Помнится, на спектаклях Зигфрида как солнце опалила эта пылкая влюбленность
и приобщила к творчеству Вагнера новых и новых последователей. Мне мыслится,
что Ершов—Зигмунд не менее значителен, чем Ершов—Зигфрид, и если мое толкование
Валькирии, как трагедии человечности, имеет долю справедливости, то возникло
оно всецело благодаря созерцанию в этой роли Ершова.
Образ Брунгильды несказанно труден для воплощения. Слить в единое непрерывное
целое совершающееся в душе Брунгильды превращение ее из божества в человека
— сложное и ответственное задание. Вагнер облегчает задание, привнося в действие
прерыв — обморок Брунгильды после объявленного ей Вотаном приговора. Вслед за
этим моментом человечность окончательно охватывает Брунгильду и ее речитативы
(разве постыдно дело мое) становятся глубоко по-человечески трогательными
и напряженными, как всегда трогает образ страждущего и сострадающего Божества.
Артистку типично славянского облика, какой является Ермоленко-Южина, воплощение
образа Валькирии должно привлекать и чаровать, но и затруднять, так как славянская
мягкость, задушевность, простота и ласковость лишь постепенно вырисовываются
в облике Брунгильды под влиянием пути, соделанного от сострадания к страданию.

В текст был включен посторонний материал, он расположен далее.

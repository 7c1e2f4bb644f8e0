//! Signal E2E Test - binary server + client dengan sinyal POSIX asli
//!
//! Menjalankan `sigwire_server`, membaca PID dari stdout-nya, mengirim
//! pesan lewat `sigwire_client`, lalu menghentikan server dengan SIGTERM.
//!
//! Usage:
//!   cargo test --test signal_e2e_test

use std::io::{BufRead, BufReader};
use std::process::{Child, Command, ExitStatus, Stdio};
use std::sync::mpsc::{self, Receiver};
use std::thread;
use std::time::{Duration, Instant};

const SERVER_BIN: &str = env!("CARGO_BIN_EXE_sigwire_server");
const CLIENT_BIN: &str = env!("CARGO_BIN_EXE_sigwire_client");
const DEADLINE: Duration = Duration::from_secs(30);

struct RunningServer {
    child: Child,
    pid: i32,
    lines: Receiver<String>,
}

impl RunningServer {
    fn start() -> Self {
        let mut child = Command::new(SERVER_BIN)
            .stdout(Stdio::piped())
            .stderr(Stdio::null())
            .spawn()
            .expect("spawn server");

        let stdout = child.stdout.take().expect("server stdout");
        let (tx, lines) = mpsc::channel();
        thread::spawn(move || {
            for line in BufReader::new(stdout).lines() {
                let Ok(line) = line else { break };
                if tx.send(line).is_err() {
                    break;
                }
            }
        });

        let banner = lines.recv_timeout(DEADLINE).expect("PID line");
        let pid: i32 = banner
            .strip_prefix("PID: ")
            .and_then(|p| p.trim().parse().ok())
            .unwrap_or_else(|| panic!("unexpected banner: {banner:?}"));
        let waiting = lines.recv_timeout(DEADLINE).expect("waiting line");
        assert_eq!(waiting, "Waiting for a message...");

        Self { child, pid, lines }
    }

    fn next_line(&self) -> String {
        self.lines.recv_timeout(DEADLINE).expect("server output line")
    }

    fn terminate(mut self) -> ExitStatus {
        // SAFETY: pid milik child yang masih kita pegang
        unsafe { libc::kill(self.pid, libc::SIGTERM) };
        wait_with_deadline(&mut self.child)
    }
}

fn wait_with_deadline(child: &mut Child) -> ExitStatus {
    let start = Instant::now();
    loop {
        if let Some(status) = child.try_wait().expect("try_wait") {
            return status;
        }
        if start.elapsed() > DEADLINE {
            child.kill().ok();
            panic!("process did not exit within {DEADLINE:?}");
        }
        thread::sleep(Duration::from_millis(10));
    }
}

fn run_client(args: &[&str]) -> (ExitStatus, String, String) {
    let child = Command::new(CLIENT_BIN)
        .args(args)
        .stdout(Stdio::piped())
        .stderr(Stdio::piped())
        .spawn()
        .expect("spawn client");
    let pid = child.id() as i32;

    // Pipe dibaca sambil client berjalan, supaya output besar tidak deadlock
    let (tx, rx) = mpsc::channel();
    thread::spawn(move || {
        tx.send(child.wait_with_output()).ok();
    });

    let output = match rx.recv_timeout(DEADLINE) {
        Ok(output) => output.expect("client output"),
        Err(_) => {
            // SAFETY: pid milik child yang belum di-reap
            unsafe { libc::kill(pid, libc::SIGKILL) };
            panic!("client did not exit within {DEADLINE:?}");
        }
    };
    (
        output.status,
        String::from_utf8_lossy(&output.stdout).into_owned(),
        String::from_utf8_lossy(&output.stderr).into_owned(),
    )
}

#[test]
fn test_messages_cross_process_boundary() {
    let server = RunningServer::start();
    let pid = server.pid.to_string();

    let (status, stdout, _) = run_client(&[&pid, "Hello, sigwire!"]);
    assert!(status.success());
    assert_eq!(stdout.trim(), "Message sent successfully!");
    assert_eq!(server.next_line(), "Hello, sigwire!");

    // Server yang sama menerima pesan kedua tanpa sisa state
    let (status, _, _) = run_client(&[&pid, "second"]);
    assert!(status.success());
    assert_eq!(server.next_line(), "second");

    let status = server.terminate();
    assert!(status.success(), "server exit: {status:?}");
}

#[test]
fn test_empty_message_prints_empty_line() {
    let server = RunningServer::start();
    let pid = server.pid.to_string();

    let (status, _, _) = run_client(&[&pid, ""]);
    assert!(status.success());
    assert_eq!(server.next_line(), "");

    assert!(server.terminate().success());
}

#[test]
fn test_message_starting_with_dash_is_sent() {
    let server = RunningServer::start();
    let pid = server.pid.to_string();

    for message in ["-hello", "- list item"] {
        let (status, stdout, _) = run_client(&[&pid, message]);
        assert!(status.success());
        assert_eq!(stdout.trim(), "Message sent successfully!");
        assert_eq!(server.next_line(), message);
    }

    assert!(server.terminate().success());
}

#[test]
fn test_help_output_collected() {
    let (status, stdout, _) = run_client(&["--help"]);
    assert!(status.success());
    assert!(stdout.contains("Usage"), "stdout: {stdout}");
    assert!(stdout.contains("--settle-us"), "stdout: {stdout}");
}

#[test]
fn test_invalid_pid_rejected() {
    for bad in ["0", "-3", "abc"] {
        let (status, stdout, stderr) = run_client(&[bad, "hi"]);
        assert!(!status.success(), "pid {bad:?} accepted");
        assert!(stdout.is_empty());
        assert!(stderr.contains("invalid PID"), "stderr: {stderr}");
    }
}

#[test]
fn test_missing_target_fails() {
    let (status, _, stderr) = run_client(&["2147483646", "hi"]);
    assert!(!status.success());
    assert!(stderr.contains("failed to send"), "stderr: {stderr}");
}

#[test]
fn test_usage_error() {
    let (status, _, stderr) = run_client(&["123"]);
    assert!(!status.success());
    assert!(stderr.to_lowercase().contains("usage"), "stderr: {stderr}");
}
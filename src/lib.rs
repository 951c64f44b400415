//! Evaluation contexts for a dependency-graph computation engine.
//!
//! A [`Context`] is a small named-value environment ("which frame, which
//! shot, which variant") that parameterizes a computation. Each thread keeps
//! a stack of current contexts, pushed and popped with [`Scope`], so the same
//! graph can be evaluated under different contexts on different workers.
//! [`Context::hash`] fingerprints a context for use in cache keys, and
//! [`Context::substitute`] expands `$name`, `#` and `~` markers in strings.

pub mod context;
pub mod data;
pub mod errors;
pub mod hash;
pub mod name;
pub mod ownership;
pub mod scope;
pub mod signal;
pub mod substitute;
mod parser;

pub use context::{Context, FRAME};
pub use data::{DataType, FromData};
pub use errors::{ContextError, Result};
pub use hash::{ContextHash, ContextHasher};
pub use name::Name;
pub use ownership::Ownership;
pub use scope::{with_context, Scope};
pub use signal::{ChangedSignal, ConnectionId};
pub use substitute::{has_substitutions, has_substitutions_with, Substitutions, MAX_RECURSION_DEPTH};

/// Re-exported so callers can build values without naming `serde_json` themselves.
pub use serde_json::Value;
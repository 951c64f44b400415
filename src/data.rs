//! Glue between the context store and the values it holds.
//!
//! Values are plain `serde_json::Value`s. This module supplies the pieces a
//! context needs on top of them: a coarse type tag, typed extraction, a
//! canonical content hash and the text a value contributes to substitution.

use std::fmt;

use itertools::Itertools;
use serde::Serialize;
use serde_json::{Number, Value};

use crate::hash::ContextHasher;

/// Dynamic type tag of a stored value.
#[derive(Debug, Clone, Copy, PartialEq, Eq, Hash, Serialize)]
#[serde(rename_all = "lowercase")]
pub enum DataType {
    Null,
    Bool,
    Int,
    Float,
    String,
    Array,
    Object,
}

impl DataType {
    pub fn of(value: &Value) -> Self {
        match value {
            Value::Null => DataType::Null,
            Value::Bool(_) => DataType::Bool,
            Value::Number(n) if n.is_i64() || n.is_u64() => DataType::Int,
            Value::Number(_) => DataType::Float,
            Value::String(_) => DataType::String,
            Value::Array(_) => DataType::Array,
            Value::Object(_) => DataType::Object,
        }
    }

    pub fn name(self) -> &'static str {
        match self {
            DataType::Null => "null",
            DataType::Bool => "bool",
            DataType::Int => "int",
            DataType::Float => "float",
            DataType::String => "string",
            DataType::Array => "array",
            DataType::Object => "object",
        }
    }
}

impl fmt::Display for DataType {
    fn fmt(&self, f: &mut fmt::Formatter<'_>) -> fmt::Result {
        f.write_str(self.name())
    }
}

/// Types that can be read out of a stored value.
///
/// Integers widen to floats, but floats never narrow to integers.
pub trait FromData: Sized {
    const TYPE_NAME: &'static str;

    fn from_data(value: &Value) -> Option<Self>;
}

impl FromData for f64 {
    const TYPE_NAME: &'static str = "float";

    fn from_data(value: &Value) -> Option<Self> {
        value.as_f64()
    }
}

impl FromData for f32 {
    const TYPE_NAME: &'static str = "float";

    fn from_data(value: &Value) -> Option<Self> {
        value.as_f64().map(|f| f as f32)
    }
}

impl FromData for i64 {
    const TYPE_NAME: &'static str = "int";

    fn from_data(value: &Value) -> Option<Self> {
        value.as_i64()
    }
}

impl FromData for i32 {
    const TYPE_NAME: &'static str = "int";

    fn from_data(value: &Value) -> Option<Self> {
        value.as_i64().and_then(|i| i32::try_from(i).ok())
    }
}

impl FromData for u64 {
    const TYPE_NAME: &'static str = "int";

    fn from_data(value: &Value) -> Option<Self> {
        value.as_u64()
    }
}

impl FromData for bool {
    const TYPE_NAME: &'static str = "bool";

    fn from_data(value: &Value) -> Option<Self> {
        value.as_bool()
    }
}

impl FromData for String {
    const TYPE_NAME: &'static str = "string";

    fn from_data(value: &Value) -> Option<Self> {
        value.as_str().map(str::to_owned)
    }
}

impl FromData for Value {
    const TYPE_NAME: &'static str = "value";

    fn from_data(value: &Value) -> Option<Self> {
        Some(value.clone())
    }
}

// Tags keep values of different types from colliding in the hash.
const TAG_NULL: u8 = 0;
const TAG_BOOL: u8 = 1;
const TAG_INT: u8 = 2;
const TAG_UINT: u8 = 3;
const TAG_FLOAT: u8 = 4;
const TAG_STRING: u8 = 5;
const TAG_ARRAY: u8 = 6;
const TAG_OBJECT: u8 = 7;

/// Appends the content of `value` to `hasher`.
///
/// Values that compare equal always append identical bytes. Object members
/// are visited in sorted key order whatever order the map keeps them in.
pub fn append_hash(value: &Value, hasher: &mut ContextHasher) {
    match value {
        Value::Null => hasher.append_tag(TAG_NULL),
        Value::Bool(b) => {
            hasher.append_tag(TAG_BOOL);
            hasher.append_tag(u8::from(*b));
        }
        Value::Number(n) => append_number(n, hasher),
        Value::String(s) => {
            hasher.append_tag(TAG_STRING);
            hasher.append_str(s);
        }
        Value::Array(items) => {
            hasher.append_tag(TAG_ARRAY);
            hasher.append_u64(items.len() as u64);
            for item in items {
                append_hash(item, hasher);
            }
        }
        Value::Object(map) => {
            hasher.append_tag(TAG_OBJECT);
            hasher.append_u64(map.len() as u64);
            for (key, item) in map.iter().sorted_by(|a, b| a.0.cmp(b.0)) {
                hasher.append_str(key);
                append_hash(item, hasher);
            }
        }
    }
}

fn append_number(n: &Number, hasher: &mut ContextHasher) {
    if let Some(i) = n.as_i64() {
        hasher.append_tag(TAG_INT);
        hasher.append_i64(i);
    } else if let Some(u) = n.as_u64() {
        hasher.append_tag(TAG_UINT);
        hasher.append_u64(u);
    } else if let Some(f) = n.as_f64() {
        hasher.append_tag(TAG_FLOAT);
        hasher.append_f64(f);
    }
}

/// Decimal text of a numeric value, or `None` for anything else.
pub fn number_text(value: &Value) -> Option<String> {
    let Value::Number(n) = value else {
        return None;
    };
    if let Some(i) = n.as_i64() {
        Some(i.to_string())
    } else if let Some(u) = n.as_u64() {
        Some(u.to_string())
    } else {
        n.as_f64().map(|f| f.to_string())
    }
}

Суровая и властная Валькирия не сразу уступает веянию волны человечности и сперва
скорее удивляется, чем сострадает. Поэтому толкование и воплощение Брунгильды,
создаваемое Ермоленко-Южиной, оставаясь прекрасным в чисто вокальном и музыкальном
отношении на всем протяжении оперы, становится сценически и драматически глубоко
верным и особенно впечатляющим лишь с момента суда над ней и до погружения в
сон.
На втором представлении Валькирии выделилась новая исполнительница партии
Зиглинды — артистка Слободская. Я намеренно говорю партии, а не роли, потому
что не могу принять и считать правильным воплощение Зиглинды в облике существа,
исступленно нервного и истеричного. От весенней женственности к зрелому осознанию
подвига женщины-матери течет жизнь Зиглинды. Это подъем неодолимой крутизны,
и совершить его можно лишь при наличии силы воли и умении сковывать свои экспансивные
порывы. В музыкальном отношении роль Зиглинды — сплошное crescendo от нежной
женственности к героическому сосредоточению, то есть замысел, симметрично противоположный
концепции роли Брунгильды. Точка соприкосновения их душ — момент передачи меча,
после которого Зиглинда канонизируется в героиню, а Брунгильда почти разделяет
участь Жанны д'Арк...
Надо думать, что артистка еще углубит и продумает сценически свою роль, но за
пение, за музыкальность, за экспрессию, ритмику, словом, за все те качества,
которые сулят в близком будущем при неустанной работе новые и новые успехи,—
необходимо воздать должное признание теперь же.